Having taken the 50 metres sprint title, 18-year-old then won his fifth, taking gold in the 100m Individual title to add the 200 IM title he had collected on Friday, winning the shorter 100 distance in 54.32 seconds, which gave Shortt yet another Irish junior record
Winning the 100 IM also gave the Galway teenager his 21st Irish record, set at both senior and junior level which he accomplished across just three meets, the recent Munster, European and the Irish Winter Nationals at the NAC.
Sligo's Danielle Farrell then ensured that both 50m freestyle titles went to the West, winning the women's equivalent in 25.10 seconds while Isobel Kidney of Sundays Well touched home first in the final of the womens 100m Individual Medley in 1.01.61.

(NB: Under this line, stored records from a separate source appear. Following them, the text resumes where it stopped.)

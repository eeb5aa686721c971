//! Configuration Module
//!
//! Loads and validates configuration from TOML files.

pub mod loader;

pub use loader::{load_config, AppConfig, ConfigError};
//! Flipscout CLI - aggregate marketplace offers, estimate shipping.

use std::path::PathBuf;
use std::sync::Arc;

use anyhow::{Context, Result};
use clap::{Parser, Subcommand};
use tracing_subscriber::{fmt, EnvFilter};

use flipscout::application::Aggregator;
use flipscout::config::load_config;
use flipscout::domain::offer::ItemId;
use flipscout::domain::shipping::{estimate, PackageInput, ShippingRule};
use flipscout::ports::memory::InMemoryStore;
use flipscout::ports::secrets::EnvSecrets;

#[derive(Parser)]
#[command(name = "flipscout", about = "Aggregate marketplace offers and estimate shipping")]
struct Cli {
    /// Path to config.toml; defaults are used when the file is missing.
    #[arg(long, default_value = "config.toml")]
    config: PathBuf,

    #[arg(short, long)]
    verbose: bool,

    #[arg(long)]
    debug: bool,

    #[command(subcommand)]
    command: Command,
}

#[derive(Subcommand)]
enum Command {
    /// Fetch offers for a keyword from all enabled sources, print them as JSON
    Refresh {
        /// Item the offers belong to.
        #[arg(long)]
        item_id: i64,
        keyword: String,
    },
    /// Rank the shipping rules that fit a package, cheapest first
    Estimate {
        /// JSON file with an array of shipping rules.
        #[arg(long)]
        rules: PathBuf,
        #[arg(long)]
        length: u32,
        #[arg(long)]
        width: u32,
        #[arg(long)]
        height: u32,
        #[arg(long)]
        weight: u32,
        /// Defaults to the configured packaging cost.
        #[arg(long)]
        packaging_cost: Option<i64>,
    },
}

#[tokio::main]
async fn main() -> Result<()> {
    // Credentials come from .env / the environment, never from config.toml.
    dotenvy::dotenv().ok();

    let cli = Cli::parse();
    init_logging(cli.verbose, cli.debug);

    let config = load_config(&cli.config).context("failed to load configuration")?;

    match cli.command {
        Command::Refresh { item_id, keyword } => {
            let store = Arc::new(InMemoryStore::with_default_sources());
            let secrets = Arc::new(EnvSecrets::new());
            let aggregator = Aggregator::new(store.clone(), secrets, &config);

            let count = aggregator.refresh(ItemId(item_id), &keyword).await?;
            tracing::info!(count, "refresh finished");

            println!("{}", serde_json::to_string_pretty(&store.offers())?);
        }
        Command::Estimate {
            rules,
            length,
            width,
            height,
            weight,
            packaging_cost,
        } => {
            let content = std::fs::read_to_string(&rules)
                .with_context(|| format!("failed to read rules file {}", rules.display()))?;
            let all_rules: Vec<ShippingRule> =
                serde_json::from_str(&content).context("failed to parse rules file")?;
            let enabled: Vec<ShippingRule> =
                all_rules.into_iter().filter(|r| r.enabled).collect();

            let input = PackageInput {
                length,
                width,
                height,
                weight,
                packaging_cost: packaging_cost
                    .unwrap_or(config.shipping.default_packaging_cost),
            };

            let estimates = estimate(&enabled, &input);
            if estimates.is_empty() {
                tracing::warn!("no shipping option fits this package");
            }
            println!("{}", serde_json::to_string_pretty(&estimates)?);
        }
    }

    Ok(())
}

fn init_logging(verbose: bool, debug: bool) {
    let filter = if debug {
        EnvFilter::new("debug")
    } else if verbose {
        EnvFilter::new("info")
    } else {
        EnvFilter::new("warn")
    };

    fmt().with_env_filter(filter).init();
}
//! Minimum-interval request gate.

use std::time::Duration;

use tokio::sync::Mutex;
use tokio::time::Instant;

/// Serializes outbound calls of one client: each call waits until
/// `min_interval` has elapsed since the previous call's start, then records
/// its own start time. Not a token bucket; there is never more than one
/// pending caller making progress.
#[derive(Debug)]
pub struct RateLimiter {
    min_interval: Duration,
    last_start: Mutex<Option<Instant>>,
}

impl RateLimiter {
    pub fn new(min_interval: Duration) -> Self {
        Self {
            min_interval,
            last_start: Mutex::new(None),
        }
    }

    /// Block until the gate opens. Holding the lock across the sleep keeps
    /// concurrent callers strictly serialized.
    pub async fn wait(&self) {
        let mut last = self.last_start.lock().await;
        if let Some(previous) = *last {
            let ready_at = previous + self.min_interval;
            if Instant::now() < ready_at {
                tokio::time::sleep_until(ready_at).await;
            }
        }
        *last = Some(Instant::now());
    }
}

Earlier in the evening 19-year-old Kidney won the women's 50 breastroke in 31.37 seconds
Shortt didn’t contest the mens 200 Backstroke, the race in which he won a gold medal at the Europeans in Poland as he concentrated on other events at the NAC thus it gave the opportunity for Dolphin’s Neddie Irwin to take the winter title in a respectable 1.56.26
18-year-old Grace Davidson won the womens 200 backstroke gold medal in 2.06.14
Ellen Walshe who took down the Irish 200 freestyle Irish senior record twice on Saturday, won the 100 metres butterfly title in 56.25 seconds, outside her own Irish best time of 55.50 second the 22-year-old had set at the World Short Course Championships in Shanghai last year.
Jack Cassin of Dolphin won the mens race in a fast 51.42 seconds.
Walshe was the fastest qualifier for the womens 400 freestyle final, the final race of the three-day gala, but withdrew before the decider with the gold medal won by Bangor’s 13-year-old Chloe Stewart who surprised the faster qualifiers to win from lane 1 in 4.19.20
Cormac Rynn of Trident cruised to victory in the men's 400m, winning untroubled and unopposed in a respectable 3.48.07
Eoin Corby of Limerick, who set a new Irish senior record in winning the men's 200 breaststroke final on Saturday, added the 50 breast-stroke gold to that record-breaking swim, winning in a time of 26.73, shy of Alex Murphy’s 10-year old Irish senior record of 26.35, which he set at the 2015 Europeans.